● **ACTIVITY**:
Go to the line holding "use core::fmt;" in the entries below and write out exactly every line down to and including the line holding "impl<K, V, H> fmt::Debug".

● **SUPPLIED ENTRIES**:
= = = =

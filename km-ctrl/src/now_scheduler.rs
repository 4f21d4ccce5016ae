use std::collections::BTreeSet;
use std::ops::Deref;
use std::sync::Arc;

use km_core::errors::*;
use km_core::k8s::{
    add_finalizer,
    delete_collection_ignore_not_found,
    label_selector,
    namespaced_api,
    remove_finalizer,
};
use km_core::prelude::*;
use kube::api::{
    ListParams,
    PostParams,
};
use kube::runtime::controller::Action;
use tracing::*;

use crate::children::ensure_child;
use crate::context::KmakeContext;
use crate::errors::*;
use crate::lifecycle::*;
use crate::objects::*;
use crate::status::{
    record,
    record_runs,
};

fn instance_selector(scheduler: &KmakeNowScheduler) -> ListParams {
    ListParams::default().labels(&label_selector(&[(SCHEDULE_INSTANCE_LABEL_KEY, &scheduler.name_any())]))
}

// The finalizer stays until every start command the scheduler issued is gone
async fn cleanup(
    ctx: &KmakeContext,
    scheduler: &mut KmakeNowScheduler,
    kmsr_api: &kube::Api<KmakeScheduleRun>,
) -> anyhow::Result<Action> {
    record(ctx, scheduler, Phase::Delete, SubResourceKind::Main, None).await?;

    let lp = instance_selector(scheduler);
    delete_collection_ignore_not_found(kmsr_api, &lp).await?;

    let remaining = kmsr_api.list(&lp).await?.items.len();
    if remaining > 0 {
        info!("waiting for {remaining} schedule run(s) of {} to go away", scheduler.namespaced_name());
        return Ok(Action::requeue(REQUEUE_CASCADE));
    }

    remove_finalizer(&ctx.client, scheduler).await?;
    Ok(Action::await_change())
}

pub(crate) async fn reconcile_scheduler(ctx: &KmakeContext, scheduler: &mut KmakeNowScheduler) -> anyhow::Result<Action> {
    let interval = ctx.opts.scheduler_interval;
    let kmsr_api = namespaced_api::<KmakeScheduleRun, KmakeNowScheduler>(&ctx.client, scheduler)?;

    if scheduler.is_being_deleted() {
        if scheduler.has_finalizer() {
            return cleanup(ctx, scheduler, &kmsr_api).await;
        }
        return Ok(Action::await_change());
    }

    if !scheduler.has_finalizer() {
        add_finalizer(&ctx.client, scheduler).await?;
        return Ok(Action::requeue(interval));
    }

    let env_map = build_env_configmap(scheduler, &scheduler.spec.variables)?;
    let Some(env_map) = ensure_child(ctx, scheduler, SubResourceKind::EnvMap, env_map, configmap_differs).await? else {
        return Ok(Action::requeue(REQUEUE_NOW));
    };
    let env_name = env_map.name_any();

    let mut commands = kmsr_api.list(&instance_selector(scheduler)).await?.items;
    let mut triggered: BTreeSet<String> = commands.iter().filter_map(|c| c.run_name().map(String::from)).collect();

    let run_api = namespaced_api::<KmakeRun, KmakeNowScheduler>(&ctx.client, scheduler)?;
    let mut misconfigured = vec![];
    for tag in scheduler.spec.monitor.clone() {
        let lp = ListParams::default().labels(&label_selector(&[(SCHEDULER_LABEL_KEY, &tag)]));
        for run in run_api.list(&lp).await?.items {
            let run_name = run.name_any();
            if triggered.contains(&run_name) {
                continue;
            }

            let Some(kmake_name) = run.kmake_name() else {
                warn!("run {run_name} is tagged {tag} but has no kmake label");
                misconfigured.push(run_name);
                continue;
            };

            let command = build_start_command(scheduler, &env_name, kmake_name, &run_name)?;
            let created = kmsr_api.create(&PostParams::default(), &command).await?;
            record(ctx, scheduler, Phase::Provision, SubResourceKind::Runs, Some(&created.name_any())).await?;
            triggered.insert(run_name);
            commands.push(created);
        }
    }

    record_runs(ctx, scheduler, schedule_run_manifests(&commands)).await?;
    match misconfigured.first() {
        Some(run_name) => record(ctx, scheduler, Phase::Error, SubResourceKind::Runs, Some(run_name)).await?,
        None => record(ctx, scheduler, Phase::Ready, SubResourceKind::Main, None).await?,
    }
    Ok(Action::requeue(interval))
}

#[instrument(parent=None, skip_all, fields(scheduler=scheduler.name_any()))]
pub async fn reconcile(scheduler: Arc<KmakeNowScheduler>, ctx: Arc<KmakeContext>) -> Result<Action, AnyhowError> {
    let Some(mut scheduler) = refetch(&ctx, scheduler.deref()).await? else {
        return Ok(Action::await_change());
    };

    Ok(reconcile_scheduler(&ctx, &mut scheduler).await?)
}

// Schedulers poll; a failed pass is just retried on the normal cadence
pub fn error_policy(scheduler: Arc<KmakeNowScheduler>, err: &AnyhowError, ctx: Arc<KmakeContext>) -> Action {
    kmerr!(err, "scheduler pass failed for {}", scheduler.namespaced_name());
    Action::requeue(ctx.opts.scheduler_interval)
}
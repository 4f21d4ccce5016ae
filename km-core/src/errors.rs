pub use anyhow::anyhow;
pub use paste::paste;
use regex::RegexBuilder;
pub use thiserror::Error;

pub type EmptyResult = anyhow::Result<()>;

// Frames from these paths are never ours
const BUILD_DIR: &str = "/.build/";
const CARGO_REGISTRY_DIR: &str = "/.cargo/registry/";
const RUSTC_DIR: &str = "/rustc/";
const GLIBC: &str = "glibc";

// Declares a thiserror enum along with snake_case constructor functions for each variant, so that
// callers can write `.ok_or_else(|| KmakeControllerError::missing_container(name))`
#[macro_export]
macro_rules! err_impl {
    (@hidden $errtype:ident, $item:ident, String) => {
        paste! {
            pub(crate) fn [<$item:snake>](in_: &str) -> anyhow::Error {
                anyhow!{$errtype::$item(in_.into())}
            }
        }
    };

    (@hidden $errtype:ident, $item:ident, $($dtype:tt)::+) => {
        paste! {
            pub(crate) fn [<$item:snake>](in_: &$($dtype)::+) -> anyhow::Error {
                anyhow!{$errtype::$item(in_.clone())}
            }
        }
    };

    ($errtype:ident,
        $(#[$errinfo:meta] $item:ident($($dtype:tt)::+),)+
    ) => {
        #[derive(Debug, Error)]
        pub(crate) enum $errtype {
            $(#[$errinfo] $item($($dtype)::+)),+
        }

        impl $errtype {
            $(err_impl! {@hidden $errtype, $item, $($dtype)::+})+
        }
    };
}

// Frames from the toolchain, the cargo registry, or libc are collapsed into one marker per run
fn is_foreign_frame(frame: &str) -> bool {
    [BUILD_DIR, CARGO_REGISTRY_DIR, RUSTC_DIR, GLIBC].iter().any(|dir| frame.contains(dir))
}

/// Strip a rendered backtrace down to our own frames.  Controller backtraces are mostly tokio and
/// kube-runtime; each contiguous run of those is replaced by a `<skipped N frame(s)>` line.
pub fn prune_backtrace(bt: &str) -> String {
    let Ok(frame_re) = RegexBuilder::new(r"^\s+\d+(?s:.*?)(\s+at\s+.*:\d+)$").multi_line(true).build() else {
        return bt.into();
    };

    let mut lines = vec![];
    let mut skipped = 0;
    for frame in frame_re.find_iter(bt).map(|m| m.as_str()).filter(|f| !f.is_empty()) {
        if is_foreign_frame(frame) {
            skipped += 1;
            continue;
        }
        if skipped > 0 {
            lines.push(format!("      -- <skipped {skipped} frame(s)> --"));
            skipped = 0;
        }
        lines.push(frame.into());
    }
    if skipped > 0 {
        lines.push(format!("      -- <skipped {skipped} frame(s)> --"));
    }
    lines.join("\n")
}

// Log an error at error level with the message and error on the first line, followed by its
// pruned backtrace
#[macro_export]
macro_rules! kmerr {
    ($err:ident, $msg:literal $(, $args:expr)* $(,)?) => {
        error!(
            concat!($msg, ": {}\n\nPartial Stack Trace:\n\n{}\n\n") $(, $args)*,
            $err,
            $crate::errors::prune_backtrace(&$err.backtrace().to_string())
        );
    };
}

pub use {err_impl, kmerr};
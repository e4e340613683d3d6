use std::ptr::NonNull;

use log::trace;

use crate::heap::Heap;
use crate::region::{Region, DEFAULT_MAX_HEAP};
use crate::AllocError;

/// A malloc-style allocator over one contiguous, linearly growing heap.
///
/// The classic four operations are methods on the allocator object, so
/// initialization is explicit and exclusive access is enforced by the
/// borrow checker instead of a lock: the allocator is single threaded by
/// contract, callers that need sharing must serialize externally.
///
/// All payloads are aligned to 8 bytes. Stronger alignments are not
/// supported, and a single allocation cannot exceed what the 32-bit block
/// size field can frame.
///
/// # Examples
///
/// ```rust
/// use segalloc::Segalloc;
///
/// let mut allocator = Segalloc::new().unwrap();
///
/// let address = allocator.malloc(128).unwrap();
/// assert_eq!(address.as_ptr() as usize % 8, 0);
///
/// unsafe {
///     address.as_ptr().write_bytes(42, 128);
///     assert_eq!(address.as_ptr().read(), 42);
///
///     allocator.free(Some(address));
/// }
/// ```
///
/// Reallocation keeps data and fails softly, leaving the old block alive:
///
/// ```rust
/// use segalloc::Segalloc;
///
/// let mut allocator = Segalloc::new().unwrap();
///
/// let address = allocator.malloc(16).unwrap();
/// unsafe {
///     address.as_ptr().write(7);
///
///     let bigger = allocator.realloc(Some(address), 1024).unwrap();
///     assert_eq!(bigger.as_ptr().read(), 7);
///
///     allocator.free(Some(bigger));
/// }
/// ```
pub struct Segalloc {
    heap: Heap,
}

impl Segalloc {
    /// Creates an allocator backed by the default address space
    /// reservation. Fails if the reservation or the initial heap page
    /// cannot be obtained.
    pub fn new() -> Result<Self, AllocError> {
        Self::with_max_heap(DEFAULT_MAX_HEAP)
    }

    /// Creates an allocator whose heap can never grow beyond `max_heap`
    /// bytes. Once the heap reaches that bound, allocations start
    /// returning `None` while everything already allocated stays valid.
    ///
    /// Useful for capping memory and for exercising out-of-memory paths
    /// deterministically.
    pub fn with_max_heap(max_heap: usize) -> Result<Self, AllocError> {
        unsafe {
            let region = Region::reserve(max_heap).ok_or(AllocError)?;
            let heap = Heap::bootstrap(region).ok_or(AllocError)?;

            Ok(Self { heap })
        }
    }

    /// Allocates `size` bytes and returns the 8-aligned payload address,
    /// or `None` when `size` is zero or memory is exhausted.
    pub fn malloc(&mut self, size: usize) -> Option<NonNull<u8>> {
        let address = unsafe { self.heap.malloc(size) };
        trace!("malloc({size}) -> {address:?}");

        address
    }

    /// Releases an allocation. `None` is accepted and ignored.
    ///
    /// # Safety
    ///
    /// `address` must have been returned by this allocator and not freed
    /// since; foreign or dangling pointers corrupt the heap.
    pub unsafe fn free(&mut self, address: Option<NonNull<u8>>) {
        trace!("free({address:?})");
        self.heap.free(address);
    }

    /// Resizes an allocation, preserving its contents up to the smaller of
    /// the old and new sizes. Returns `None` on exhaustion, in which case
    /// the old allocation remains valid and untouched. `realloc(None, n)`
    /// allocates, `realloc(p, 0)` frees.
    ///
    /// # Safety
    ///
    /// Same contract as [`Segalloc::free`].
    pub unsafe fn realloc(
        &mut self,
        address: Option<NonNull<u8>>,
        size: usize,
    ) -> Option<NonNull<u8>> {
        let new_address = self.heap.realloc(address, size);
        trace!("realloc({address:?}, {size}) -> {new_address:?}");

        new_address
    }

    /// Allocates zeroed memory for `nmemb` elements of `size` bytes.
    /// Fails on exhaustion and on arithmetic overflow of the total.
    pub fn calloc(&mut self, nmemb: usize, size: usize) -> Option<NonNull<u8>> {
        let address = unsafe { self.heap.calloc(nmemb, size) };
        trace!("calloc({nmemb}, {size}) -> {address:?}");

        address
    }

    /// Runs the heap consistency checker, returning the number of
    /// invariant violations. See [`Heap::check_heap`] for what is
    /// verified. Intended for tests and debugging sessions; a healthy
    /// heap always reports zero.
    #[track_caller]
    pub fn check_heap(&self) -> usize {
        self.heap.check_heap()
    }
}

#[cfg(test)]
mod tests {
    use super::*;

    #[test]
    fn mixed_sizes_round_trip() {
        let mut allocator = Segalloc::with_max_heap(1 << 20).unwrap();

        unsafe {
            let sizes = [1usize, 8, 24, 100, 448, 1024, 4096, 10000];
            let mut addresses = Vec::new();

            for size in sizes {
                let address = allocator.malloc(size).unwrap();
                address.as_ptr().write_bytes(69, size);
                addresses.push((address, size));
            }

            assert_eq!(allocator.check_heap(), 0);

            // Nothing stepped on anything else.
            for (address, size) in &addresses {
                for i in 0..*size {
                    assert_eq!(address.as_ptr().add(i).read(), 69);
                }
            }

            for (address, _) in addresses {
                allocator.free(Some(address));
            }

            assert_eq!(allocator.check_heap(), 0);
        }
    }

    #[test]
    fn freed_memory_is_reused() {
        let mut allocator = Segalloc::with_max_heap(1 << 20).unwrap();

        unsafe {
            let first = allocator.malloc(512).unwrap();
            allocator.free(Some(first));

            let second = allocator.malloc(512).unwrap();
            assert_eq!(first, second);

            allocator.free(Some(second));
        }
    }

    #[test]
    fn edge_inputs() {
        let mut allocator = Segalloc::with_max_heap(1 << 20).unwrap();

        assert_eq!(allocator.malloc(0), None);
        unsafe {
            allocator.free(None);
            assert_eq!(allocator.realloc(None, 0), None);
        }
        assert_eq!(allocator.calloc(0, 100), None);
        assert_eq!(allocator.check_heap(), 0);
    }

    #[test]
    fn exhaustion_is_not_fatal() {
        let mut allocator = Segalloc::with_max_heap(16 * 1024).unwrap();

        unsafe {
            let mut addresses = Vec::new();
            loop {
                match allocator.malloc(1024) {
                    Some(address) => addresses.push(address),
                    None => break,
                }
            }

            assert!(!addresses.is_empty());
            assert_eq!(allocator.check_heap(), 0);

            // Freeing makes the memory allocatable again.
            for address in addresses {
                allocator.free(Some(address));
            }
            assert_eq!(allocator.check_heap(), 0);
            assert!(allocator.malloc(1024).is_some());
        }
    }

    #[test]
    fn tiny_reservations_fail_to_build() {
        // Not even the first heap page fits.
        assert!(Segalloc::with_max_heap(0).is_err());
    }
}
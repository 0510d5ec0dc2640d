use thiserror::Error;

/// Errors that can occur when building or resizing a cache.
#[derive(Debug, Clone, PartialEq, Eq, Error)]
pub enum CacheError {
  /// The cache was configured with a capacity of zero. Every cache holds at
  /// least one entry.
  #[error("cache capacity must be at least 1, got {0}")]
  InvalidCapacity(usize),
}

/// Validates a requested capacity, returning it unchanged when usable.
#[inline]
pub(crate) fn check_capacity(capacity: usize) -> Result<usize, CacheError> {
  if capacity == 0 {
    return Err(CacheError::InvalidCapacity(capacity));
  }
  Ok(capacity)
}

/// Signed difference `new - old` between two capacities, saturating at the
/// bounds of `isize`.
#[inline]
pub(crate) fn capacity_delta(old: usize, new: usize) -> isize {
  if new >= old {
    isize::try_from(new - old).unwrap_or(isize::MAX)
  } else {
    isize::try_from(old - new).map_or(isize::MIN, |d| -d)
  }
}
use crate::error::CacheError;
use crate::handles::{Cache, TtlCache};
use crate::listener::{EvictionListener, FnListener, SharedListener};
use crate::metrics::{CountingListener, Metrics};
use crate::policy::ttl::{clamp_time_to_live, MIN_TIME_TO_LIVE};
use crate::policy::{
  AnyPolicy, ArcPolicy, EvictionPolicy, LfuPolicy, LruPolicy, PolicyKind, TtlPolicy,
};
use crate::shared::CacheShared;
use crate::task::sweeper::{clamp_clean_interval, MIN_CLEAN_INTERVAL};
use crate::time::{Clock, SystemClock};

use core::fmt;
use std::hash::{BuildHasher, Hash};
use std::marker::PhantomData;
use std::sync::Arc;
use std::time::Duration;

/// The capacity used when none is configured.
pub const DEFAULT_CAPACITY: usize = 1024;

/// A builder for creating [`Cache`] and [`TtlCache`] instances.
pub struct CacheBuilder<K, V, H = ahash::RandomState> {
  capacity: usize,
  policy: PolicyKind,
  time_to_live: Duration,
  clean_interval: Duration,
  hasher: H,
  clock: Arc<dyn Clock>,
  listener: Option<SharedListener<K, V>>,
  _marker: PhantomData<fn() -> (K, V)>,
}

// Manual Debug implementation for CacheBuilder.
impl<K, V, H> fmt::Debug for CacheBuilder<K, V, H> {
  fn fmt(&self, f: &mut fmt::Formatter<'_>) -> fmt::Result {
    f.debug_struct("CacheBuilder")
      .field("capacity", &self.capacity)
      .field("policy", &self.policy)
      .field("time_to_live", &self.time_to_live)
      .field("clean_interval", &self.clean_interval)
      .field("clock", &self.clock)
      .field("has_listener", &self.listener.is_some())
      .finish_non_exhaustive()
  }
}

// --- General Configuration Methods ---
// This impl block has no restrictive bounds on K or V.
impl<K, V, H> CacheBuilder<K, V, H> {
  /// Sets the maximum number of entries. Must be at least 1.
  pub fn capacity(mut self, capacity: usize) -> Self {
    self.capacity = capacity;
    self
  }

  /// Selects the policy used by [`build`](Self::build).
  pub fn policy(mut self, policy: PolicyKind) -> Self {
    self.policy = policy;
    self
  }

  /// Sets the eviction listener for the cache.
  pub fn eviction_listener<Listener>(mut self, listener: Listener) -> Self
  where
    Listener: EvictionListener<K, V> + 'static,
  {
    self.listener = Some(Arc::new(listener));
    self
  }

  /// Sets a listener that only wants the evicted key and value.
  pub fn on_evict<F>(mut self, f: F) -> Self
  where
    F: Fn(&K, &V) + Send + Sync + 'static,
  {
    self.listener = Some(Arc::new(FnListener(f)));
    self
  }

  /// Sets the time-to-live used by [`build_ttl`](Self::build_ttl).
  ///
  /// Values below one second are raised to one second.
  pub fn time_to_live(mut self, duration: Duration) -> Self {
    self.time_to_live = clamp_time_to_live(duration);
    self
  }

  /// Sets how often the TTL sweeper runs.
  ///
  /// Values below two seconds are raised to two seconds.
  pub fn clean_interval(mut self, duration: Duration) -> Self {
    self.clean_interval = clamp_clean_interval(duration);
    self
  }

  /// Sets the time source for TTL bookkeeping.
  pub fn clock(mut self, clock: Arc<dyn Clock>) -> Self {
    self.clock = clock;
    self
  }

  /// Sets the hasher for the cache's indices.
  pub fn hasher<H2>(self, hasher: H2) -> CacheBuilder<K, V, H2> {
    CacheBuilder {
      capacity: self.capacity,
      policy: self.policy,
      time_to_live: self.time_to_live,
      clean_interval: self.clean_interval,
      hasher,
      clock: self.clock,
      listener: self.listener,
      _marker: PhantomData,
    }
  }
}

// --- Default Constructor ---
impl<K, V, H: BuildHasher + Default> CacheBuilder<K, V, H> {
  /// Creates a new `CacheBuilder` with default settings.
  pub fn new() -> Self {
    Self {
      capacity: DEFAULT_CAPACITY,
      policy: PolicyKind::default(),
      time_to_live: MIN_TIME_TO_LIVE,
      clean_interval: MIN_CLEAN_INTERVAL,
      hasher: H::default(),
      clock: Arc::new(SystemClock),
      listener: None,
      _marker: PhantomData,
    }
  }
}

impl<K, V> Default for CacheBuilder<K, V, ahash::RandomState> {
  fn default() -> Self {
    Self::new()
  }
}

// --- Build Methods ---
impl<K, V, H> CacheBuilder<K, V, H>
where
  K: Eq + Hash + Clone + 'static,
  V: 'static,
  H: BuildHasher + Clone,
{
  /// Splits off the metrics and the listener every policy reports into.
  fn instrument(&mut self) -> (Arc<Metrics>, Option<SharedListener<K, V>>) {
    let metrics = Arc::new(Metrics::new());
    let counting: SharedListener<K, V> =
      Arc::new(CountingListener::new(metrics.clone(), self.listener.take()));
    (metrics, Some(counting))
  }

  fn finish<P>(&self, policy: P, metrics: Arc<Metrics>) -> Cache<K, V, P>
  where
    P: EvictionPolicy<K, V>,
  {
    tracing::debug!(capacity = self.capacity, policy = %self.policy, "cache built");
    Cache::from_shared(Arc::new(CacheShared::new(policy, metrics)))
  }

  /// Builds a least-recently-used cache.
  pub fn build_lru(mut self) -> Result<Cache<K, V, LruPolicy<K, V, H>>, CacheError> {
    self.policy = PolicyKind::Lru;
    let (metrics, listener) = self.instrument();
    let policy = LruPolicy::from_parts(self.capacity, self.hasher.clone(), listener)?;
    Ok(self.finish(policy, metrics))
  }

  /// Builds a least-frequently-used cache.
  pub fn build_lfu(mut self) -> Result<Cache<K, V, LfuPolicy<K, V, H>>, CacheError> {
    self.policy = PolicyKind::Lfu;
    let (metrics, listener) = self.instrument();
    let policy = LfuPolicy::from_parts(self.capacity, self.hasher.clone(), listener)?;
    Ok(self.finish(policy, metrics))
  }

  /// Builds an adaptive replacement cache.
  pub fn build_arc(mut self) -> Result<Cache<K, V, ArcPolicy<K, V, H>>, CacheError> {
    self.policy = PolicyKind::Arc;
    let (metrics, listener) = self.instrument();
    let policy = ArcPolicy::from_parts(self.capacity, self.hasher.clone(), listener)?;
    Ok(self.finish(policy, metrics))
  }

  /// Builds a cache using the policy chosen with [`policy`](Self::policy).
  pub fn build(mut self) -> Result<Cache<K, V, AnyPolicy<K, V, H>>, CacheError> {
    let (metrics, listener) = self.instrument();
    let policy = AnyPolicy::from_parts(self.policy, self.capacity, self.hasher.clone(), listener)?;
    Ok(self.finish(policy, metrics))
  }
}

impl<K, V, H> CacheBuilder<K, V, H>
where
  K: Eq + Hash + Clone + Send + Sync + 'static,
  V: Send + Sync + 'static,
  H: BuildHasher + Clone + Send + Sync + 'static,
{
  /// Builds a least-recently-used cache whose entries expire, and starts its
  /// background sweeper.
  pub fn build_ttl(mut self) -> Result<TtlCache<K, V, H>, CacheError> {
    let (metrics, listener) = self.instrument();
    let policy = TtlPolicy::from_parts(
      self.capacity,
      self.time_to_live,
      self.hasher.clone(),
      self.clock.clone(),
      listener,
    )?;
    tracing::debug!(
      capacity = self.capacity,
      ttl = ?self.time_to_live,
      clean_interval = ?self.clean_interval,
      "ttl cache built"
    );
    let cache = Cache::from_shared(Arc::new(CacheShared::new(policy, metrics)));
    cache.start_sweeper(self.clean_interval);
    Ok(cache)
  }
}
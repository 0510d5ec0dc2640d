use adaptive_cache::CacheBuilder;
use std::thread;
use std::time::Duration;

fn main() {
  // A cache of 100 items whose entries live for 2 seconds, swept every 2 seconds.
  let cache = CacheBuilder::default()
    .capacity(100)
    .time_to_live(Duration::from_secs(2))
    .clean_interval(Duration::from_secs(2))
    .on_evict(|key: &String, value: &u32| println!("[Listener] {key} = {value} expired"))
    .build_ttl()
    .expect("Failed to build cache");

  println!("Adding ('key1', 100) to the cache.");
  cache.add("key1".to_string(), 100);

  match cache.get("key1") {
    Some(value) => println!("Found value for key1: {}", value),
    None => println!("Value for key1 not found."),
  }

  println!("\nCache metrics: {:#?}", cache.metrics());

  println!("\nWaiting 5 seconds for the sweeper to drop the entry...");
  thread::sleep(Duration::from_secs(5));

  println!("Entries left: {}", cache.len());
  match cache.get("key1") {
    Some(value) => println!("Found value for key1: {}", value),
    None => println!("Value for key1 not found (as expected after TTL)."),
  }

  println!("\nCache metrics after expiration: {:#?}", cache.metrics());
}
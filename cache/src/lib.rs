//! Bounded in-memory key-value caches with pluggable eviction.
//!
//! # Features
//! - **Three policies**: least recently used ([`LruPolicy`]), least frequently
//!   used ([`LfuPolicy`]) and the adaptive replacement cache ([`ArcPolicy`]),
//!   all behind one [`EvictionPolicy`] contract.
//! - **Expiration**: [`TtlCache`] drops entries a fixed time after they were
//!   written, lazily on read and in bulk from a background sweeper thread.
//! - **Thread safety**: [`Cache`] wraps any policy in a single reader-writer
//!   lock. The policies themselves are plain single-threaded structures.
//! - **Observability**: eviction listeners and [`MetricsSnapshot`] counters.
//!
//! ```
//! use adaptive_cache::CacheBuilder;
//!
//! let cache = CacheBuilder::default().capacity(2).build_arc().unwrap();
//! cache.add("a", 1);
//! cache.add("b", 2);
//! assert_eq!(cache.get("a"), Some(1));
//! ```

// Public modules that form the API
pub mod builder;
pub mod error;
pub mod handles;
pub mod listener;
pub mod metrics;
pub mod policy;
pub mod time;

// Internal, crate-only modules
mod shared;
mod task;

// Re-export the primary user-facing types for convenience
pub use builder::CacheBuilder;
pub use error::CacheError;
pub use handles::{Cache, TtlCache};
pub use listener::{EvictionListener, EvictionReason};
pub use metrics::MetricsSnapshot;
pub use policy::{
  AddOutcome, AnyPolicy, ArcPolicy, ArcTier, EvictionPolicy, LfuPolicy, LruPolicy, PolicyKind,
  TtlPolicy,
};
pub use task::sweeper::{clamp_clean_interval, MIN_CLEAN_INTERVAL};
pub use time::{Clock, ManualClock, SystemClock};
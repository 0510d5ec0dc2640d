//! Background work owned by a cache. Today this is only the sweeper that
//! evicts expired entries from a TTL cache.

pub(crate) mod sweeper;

= = = =

● **YOUR RESPONSE**:
use core::fmt;
use std::hash::{BuildHasher, Hash};
use std::marker::PhantomData;
use std::sync::Arc;
use std::time::Duration;

/// The capacity used when none is configured.
pub const DEFAULT_CAPACITY: usize = 1024;

/// A builder for creating [`Cache`] and [`TtlCache`] instances.
pub struct CacheBuilder<K, V, H = ahash::RandomState> {
  capacity: usize,
  policy: PolicyKind,
  time_to_live: Duration,
  clean_interval: Duration,
  hasher: H,
  clock: Arc<dyn Clock>,
  listener: Option<SharedListener<K, V>>,
  _marker: PhantomData<fn() -> (K, V)>,
}

// Manual Debug implementation for CacheBuilder.
impl<K, V, H> fmt::Debug for CacheBuilder<K, V, H> {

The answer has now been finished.